Nonton Bokep Online - Lidya, Hakim Cantik yang Jadi Perhatian di Sidang Anak Gugat Ibu
Film Bokep , Garut - Siti Rohaya (83), ibu 13 anak asal Garut, Jawa Barat, digugat oleh anak kesembilan dan menantunya sendiri, Yani Suryani dan Handoyo Adianto. Dia dituntut untuk membayar Rp 1,8 M. Nominal sebesar itu berasal dari utang Rp 20 juta [ada tahun 2001 silam.
Sidang ke-8 digelar hari ini, Kamis (6/4/2017), di Pengadilan Negeri Garut, Jl Merdeka. Selain pihak berperkara, ada yang menyita perhatian. Lidya Da Vida namanya. Dia adalah salah satu anggota majelis hakim. Perempuan 33 tahun ini selalu menjadi pusat perhatian hadirin.
Namun ketika disinggung mengenai kasus yang ia tangani, pengadil kelahiran Medan tersebut tak mau banyak berkomentar. Menurut dia, sebagai seorang hakim dirinya tidak bisa berargumen terhadap suatu kasus.
"Saya nggak bisa berkomentar banyak mengenai kasus ini, hakim kan penengah, tidak boleh berpihak pada tergugat maupun penggugat," ungkap Lidya usai sidang.
Aksinya yang terkenal tegas saat menjalankan tugas tidak nampak ketika ia melepas almamaternya.
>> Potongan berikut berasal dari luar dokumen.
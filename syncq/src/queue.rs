use std::collections::VecDeque;
use std::fmt;
use std::marker::PhantomData;
use std::sync::{Condvar, Mutex, MutexGuard, PoisonError, TryLockError};

use crate::storage::Storage;

/// A FIFO queue shared by any number of producer and consumer threads.
///
/// Every access to the backing [`Storage`] goes through one [`Mutex`], and
/// consumers blocked in [`wait_and_pop`](Self::wait_and_pop) park on a
/// [`Condvar`] tied to that lock. Each push wakes at most one parked consumer,
/// with no fairness among consumers.
///
/// There is no capacity limit, no timeout and no way to cancel a blocked
/// consumer. Callers that need bounded waiting must arrange it themselves,
/// e.g. by pushing a sentinel value that tells consumers to stop.
///
/// Panics raised while building an element (inside [`Clone`], [`From`] or the
/// closure given to [`emplace_with`](Self::emplace_with)) propagate to the
/// caller. The storage is left untouched in that case, so the poisoned lock is
/// recovered and the queue keeps working.
///
/// A queue is dropped together with every element still buffered in it. Safe
/// code cannot drop a queue while a consumer is parked inside it, since the
/// consumer holds a borrow for the whole call.
pub struct ConcurrentQueue<T, S = VecDeque<T>> {
    storage: Mutex<S>,
    available: Condvar,
    marker: PhantomData<fn(T) -> T>,
}

impl<T> ConcurrentQueue<T> {
    pub const fn new() -> Self {
        Self::with_storage(VecDeque::new())
    }
}

impl<T, S> ConcurrentQueue<T, S> {
    /// Creates a queue backed by `storage`, keeping any elements it holds.
    pub const fn with_storage(storage: S) -> Self {
        Self {
            storage: Mutex::new(storage),
            available: Condvar::new(),
            marker: PhantomData,
        }
    }

    /// Consumes the queue and returns its backing storage.
    pub fn into_inner(self) -> S {
        self.storage
            .into_inner()
            .unwrap_or_else(PoisonError::into_inner)
    }

    fn lock(&self) -> MutexGuard<'_, S> {
        // The storage is only mutated after an element is fully built, so a
        // poisoned lock still guards a consistent sequence.
        self.storage.lock().unwrap_or_else(PoisonError::into_inner)
    }
}

impl<T, S: Storage<T>> ConcurrentQueue<T, S> {
    /// Appends `val` to the tail and wakes one parked consumer, if any.
    pub fn push(&self, val: T) {
        self.lock().push_back(val);
        self.available.notify_one();
    }

    /// Appends a clone of `val`. The clone is made before taking the lock.
    pub fn push_cloned(&self, val: &T)
    where
        T: Clone,
    {
        self.push(val.clone())
    }

    /// Builds an element from `args` directly at the tail.
    pub fn emplace<A>(&self, args: A)
    where
        T: From<A>,
    {
        self.emplace_with(|| T::from(args))
    }

    /// Builds an element with `f` while holding the lock and appends it.
    ///
    /// `f` must not touch this queue, or it deadlocks.
    pub fn emplace_with<F>(&self, f: F)
    where
        F: FnOnce() -> T,
    {
        self.lock().emplace_back(f);
        self.available.notify_one();
    }

    /// Removes the head element, or returns `None` right away if there is none.
    pub fn try_pop(&self) -> Option<T> {
        self.lock().pop_front()
    }

    /// Like [`try_pop`](Self::try_pop), but writes into `out`.
    ///
    /// Returns `false` and leaves `out` untouched if the queue is empty.
    pub fn try_pop_into(&self, out: &mut T) -> bool {
        match self.try_pop() {
            Some(val) => {
                *out = val;
                true
            },
            None => false,
        }
    }

    /// Removes the head element, parking the current thread until one arrives.
    ///
    /// This may block forever if nothing is ever pushed.
    pub fn wait_and_pop(&self) -> T {
        let mut storage = self.lock();
        loop {
            // Re-checked on every wake: wake-ups may be spurious, or another
            // consumer may have taken the element first.
            if let Some(val) = storage.pop_front() {
                return val;
            }
            tracing::trace!("queue is empty, parking consumer");
            storage = self
                .available
                .wait(storage)
                .unwrap_or_else(PoisonError::into_inner);
            tracing::trace!("consumer resumed, len={}", storage.len());
        }
    }

    /// Like [`wait_and_pop`](Self::wait_and_pop), but writes into `out`.
    pub fn wait_and_pop_into(&self, out: &mut T) {
        *out = self.wait_and_pop();
    }

    /// Returns whether the queue is empty at the moment of the call.
    ///
    /// The answer may be stale by the time it is read. Never use it to decide
    /// whether a following pop will succeed; check the pop's result instead.
    pub fn is_empty(&self) -> bool {
        self.lock().is_empty()
    }

    /// Returns the number of buffered elements at the moment of the call.
    ///
    /// Subject to the same staleness as [`is_empty`](Self::is_empty).
    pub fn len(&self) -> usize {
        self.lock().len()
    }

    /// Moves every buffered element into a new queue, leaving this one empty.
    ///
    /// The new queue has its own lock and condition variable; nothing but the
    /// elements is carried over.
    pub fn drain(&self) -> Self
    where
        S: Default,
    {
        let storage = std::mem::take(&mut *self.lock());
        Self::with_storage(storage)
    }

    /// Copies the buffered elements, taken under the lock, into a new queue.
    pub fn snapshot(&self) -> Self
    where
        S: Clone,
    {
        Self::with_storage(S::clone(&self.lock()))
    }
}

impl<T, S: Default> Default for ConcurrentQueue<T, S> {
    fn default() -> Self {
        Self::with_storage(S::default())
    }
}

impl<T, S: Storage<T> + Default> FromIterator<T> for ConcurrentQueue<T, S> {
    fn from_iter<I: IntoIterator<Item = T>>(iter: I) -> Self {
        let mut storage = S::default();
        iter.into_iter().for_each(|val| storage.push_back(val));
        Self::with_storage(storage)
    }
}

impl<T, S: Storage<T>> Extend<T> for &ConcurrentQueue<T, S> {
    fn extend<I: IntoIterator<Item = T>>(&mut self, iter: I) {
        iter.into_iter().for_each(|val| self.push(val));
    }
}

impl<T, S: Storage<T>> fmt::Debug for ConcurrentQueue<T, S> {
    fn fmt(&self, f: &mut fmt::Formatter) -> fmt::Result {
        let mut d = f.debug_struct("ConcurrentQueue");
        match self.storage.try_lock() {
            Ok(s) => d.field("len", &s.len()),
            Err(TryLockError::Poisoned(e)) => d.field("len", &e.get_ref().len()),
            Err(TryLockError::WouldBlock) => d.field("len", &format_args!("<locked>")),
        };
        d.finish_non_exhaustive()
    }
}
use serde::Deserialize;
use synthpulse_core::error::{PulseError, Result};

#[derive(Debug, Deserialize)]
#[serde(deny_unknown_fields)]
pub struct AppConfig {
    pub version: u32,

    #[serde(default)]
    pub server: ServerSection,

    #[serde(default)]
    pub updater: UpdaterSection,
}

impl Default for AppConfig {
    fn default() -> Self {
        Self {
            version: 1,
            server: ServerSection::default(),
            updater: UpdaterSection::default(),
        }
    }
}

impl AppConfig {
    pub fn validate(&self) -> Result<()> {
        if self.version != 1 {
            return Err(PulseError::InvalidConfig("version must be 1".into()));
        }

        self.updater.validate()?;

        Ok(())
    }
}

#[derive(Debug, Deserialize)]
#[serde(deny_unknown_fields)]
pub struct ServerSection {
    #[serde(default = "default_listen")]
    pub listen: String,
}

impl Default for ServerSection {
    fn default() -> Self {
        Self {
            listen: default_listen(),
        }
    }
}

#[derive(Debug, Deserialize)]
#[serde(deny_unknown_fields)]
pub struct UpdaterSection {
    #[serde(default = "default_interval_ms")]
    pub interval_ms: u64,

    #[serde(default = "default_min_active_users")]
    pub min_active_users: i64,

    #[serde(default = "default_max_active_users")]
    pub max_active_users: i64,

    /// Fixed seed for the simulated gauge. Unset means seed from the OS.
    #[serde(default)]
    pub seed: Option<u64>,
}

impl Default for UpdaterSection {
    fn default() -> Self {
        Self {
            interval_ms: default_interval_ms(),
            min_active_users: default_min_active_users(),
            max_active_users: default_max_active_users(),
            seed: None,
        }
    }
}

impl UpdaterSection {
    pub fn validate(&self) -> Result<()> {
        if !(100..=600000).contains(&self.interval_ms) {
            return Err(PulseError::InvalidConfig(
                "updater.interval_ms must be between 100 and 600000".into(),
            ));
        }
        if self.min_active_users > self.max_active_users {
            return Err(PulseError::InvalidConfig(
                "updater.min_active_users must not exceed max_active_users".into(),
            ));
        }
        Ok(())
    }
}

fn default_listen() -> String {
    "0.0.0.0:8000".into()
}
fn default_interval_ms() -> u64 {
    5000
}
fn default_min_active_users() -> i64 {
    50
}
fn default_max_active_users() -> i64 {
    200
}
Yang terlihat justru sosok humanis dan murah senyum.
"Yang pasti selama 8 tahun saya menjadi hakim banyak suka dukanya. Yang pasti saya senang menjalani profesi ini. Di sini saya banyak melihat bagaimana perubahan seseorang dari yang buruk menjadi baik, di sini juga terkadang muncul naluri keibuan saya ketika menangani kasus tertentu," katanya.

Nonton Film Semi - Lidya yang baru setahun bertugas di Pengadilan Negeri Garut ini mengatakan, sebagai seorang hakim, dirinya akan terus menjaga profesionalismenya dalam menangani setiap perkara, tak terkecuali terhadap kasus gugatan anak kandung dan menantu terhadap ibunya sendiri.
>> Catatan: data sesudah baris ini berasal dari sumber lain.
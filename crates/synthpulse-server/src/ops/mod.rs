//! Operational HTTP endpoints.
//!
//! - `/health`  : liveness, counted like any other request
//! - `/metrics` : Prometheus text format

use std::time::{SystemTime, UNIX_EPOCH};

use axum::{
    http::StatusCode,
    response::{IntoResponse, Response},
    Json,
};
use serde_json::json;

use crate::app_state::AppState;
use crate::demo::record;

pub async fn health(axum::extract::State(state): axum::extract::State<AppState>) -> Response {
    if let Err(resp) = record(&state, "/health", 200) {
        return resp;
    }

    let timestamp = SystemTime::now()
        .duration_since(UNIX_EPOCH)
        .map(|d| d.as_secs_f64())
        .unwrap_or(0.0);

    Json(json!({ "status": "healthy", "timestamp": timestamp })).into_response()
}

pub async fn metrics(axum::extract::State(state): axum::extract::State<AppState>) -> Response {
    let body = state.registry().export();

    (
        StatusCode::OK,
        [(axum::http::header::CONTENT_TYPE, "text/plain; version=0.0.4; charset=utf-8")],
        body,
    )
        .into_response()
}
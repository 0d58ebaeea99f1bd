//! Background updater driving the simulated `active_users_count` gauge.
//!
//! Each iteration runs one tick and then sleeps for the full interval. The
//! stop flag is only observed between iterations, so a stop request lets an
//! in-flight sleep finish instead of cancelling it.

use std::sync::atomic::{AtomicBool, Ordering};
use std::sync::Arc;
use std::time::Duration;

use rand::rngs::StdRng;
use rand::{Rng, SeedableRng};
use tokio::task::JoinHandle;

use synthpulse_core::error::Result;
use synthpulse_core::Gauge;

use crate::config::UpdaterSection;

pub struct MetricsUpdater {
    running: Arc<AtomicBool>,
    task: JoinHandle<()>,
}

impl MetricsUpdater {
    /// Spawn an update loop that calls `tick` every `interval`.
    ///
    /// A failed tick is logged and the loop keeps going.
    pub fn start<F>(interval: Duration, mut tick: F) -> Self
    where
        F: FnMut() -> Result<()> + Send + 'static,
    {
        let running = Arc::new(AtomicBool::new(true));
        let flag = Arc::clone(&running);

        let task = tokio::spawn(async move {
            while flag.load(Ordering::Relaxed) {
                if let Err(e) = tick() {
                    tracing::warn!(error = %e, "metrics update tick failed");
                }
                tokio::time::sleep(interval).await;
            }
            tracing::debug!("metrics updater loop exited");
        });

        Self { running, task }
    }

    /// Production loop: every tick sets `gauge` to a uniform draw from
    /// `[min_active_users, max_active_users]`.
    pub fn active_users(cfg: &UpdaterSection, gauge: Gauge) -> Self {
        let mut draw = active_users_source(cfg);

        Self::start(Duration::from_millis(cfg.interval_ms), move || {
            gauge.set(draw());
            Ok(())
        })
    }

    /// Request the loop to exit at its next iteration boundary.
    pub fn stop(&self) {
        self.running.store(false, Ordering::Relaxed);
    }

    pub fn is_running(&self) -> bool {
        self.running.load(Ordering::Relaxed)
    }

    /// Stop and wait for the loop to finish its final iteration.
    pub async fn shutdown(self) {
        self.stop();
        let _ = self.task.await;
    }
}

/// Draw source behind [`MetricsUpdater::active_users`]: uniform over the
/// configured closed range, reproducible when `seed` is set.
pub fn active_users_source(cfg: &UpdaterSection) -> impl FnMut() -> i64 + Send {
    let mut rng = match cfg.seed {
        Some(seed) => StdRng::seed_from_u64(seed),
        None => StdRng::from_os_rng(),
    };
    let (lo, hi) = (cfg.min_active_users, cfg.max_active_users);
    move || rng.random_range(lo..=hi)
}
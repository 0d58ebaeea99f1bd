//! synthpulse demo service.
//!
//! - Demo endpoints: `/`, `/api/users`, `/api/load`, `/health`
//! - Prometheus text exposition at `/metrics`
//! - Background task simulating the `active_users_count` gauge

use std::net::SocketAddr;
use tracing_subscriber::{fmt, EnvFilter};

use synthpulse_server::{app_state, config, router, updater};

#[tokio::main]
async fn main() {
    fmt().with_env_filter(EnvFilter::from_default_env()).init();

    let path = std::env::args()
        .nth(1)
        .unwrap_or_else(|| "synthpulse.yaml".to_string());
    let cfg = if std::path::Path::new(&path).exists() {
        config::load_from_file(&path).expect("config load failed")
    } else {
        tracing::warn!(%path, "config file not found, using defaults");
        config::AppConfig::default()
    };

    let listen: SocketAddr = cfg
        .server
        .listen
        .parse()
        .expect("server.listen must be a valid SocketAddr");

    let state = app_state::AppState::new(cfg).expect("metric registration failed");

    // The updater must be live before the first request is served.
    let upd = updater::MetricsUpdater::active_users(
        &state.cfg().updater,
        state.active_users().clone(),
    );

    let app = router::build_router(state);

    tracing::info!(%listen, "synthpulse starting");
    tracing::info!("metrics at /metrics (http_requests_total, active_users_count)");
    tracing::info!("demo endpoints: / /api/users /api/load /health");

    let listener = tokio::net::TcpListener::bind(listen).await.expect("failed to bind");

    axum::serve(listener, app)
        .with_graceful_shutdown(shutdown_signal())
        .await
        .expect("server failed");

    upd.shutdown().await;
    tracing::info!("synthpulse stopped");
}

async fn shutdown_signal() {
    if let Err(e) = tokio::signal::ctrl_c().await {
        tracing::error!(error = %e, "ctrl-c handler failed");
    }
}
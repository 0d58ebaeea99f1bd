//! Shared error type across synthpulse crates.

use thiserror::Error;

/// Shared result type.
pub type Result<T> = std::result::Result<T, PulseError>;

/// Unified error type used by the core registry and the server.
#[derive(Debug, Error)]
pub enum PulseError {
    /// A metric name was registered twice. Registration happens once at
    /// startup, so this is fatal to the caller.
    #[error("duplicate metric: {0}")]
    DuplicateMetric(String),
    /// A counter was updated with the wrong number of label values.
    #[error("label arity mismatch for {metric}: expected {expected}, got {got}")]
    LabelArity {
        metric: String,
        expected: usize,
        got: usize,
    },
    /// Config failed strict parsing or validation.
    #[error("invalid config: {0}")]
    InvalidConfig(String),
    #[error("internal: {0}")]
    Internal(String),
}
"Yang pasti kami akan menjadi pengadil yang netral dan profesional, dalam semua kasus. Tak terkecuali kasus ini," ungkapnya.
Lidya dijadwalkan akan kembali menjadi anggota majelis hakim dalam persidangan ke-9 kasus ibu yang digugat anak kandungnya Rp1,8 M ini. Persidangan ke-9 rencananya digelar di Pengadilan Negeri Garut, Kamis (13/4/2017), dengan agenda mendengarkan keterangan saksi dari kedua belah pihak.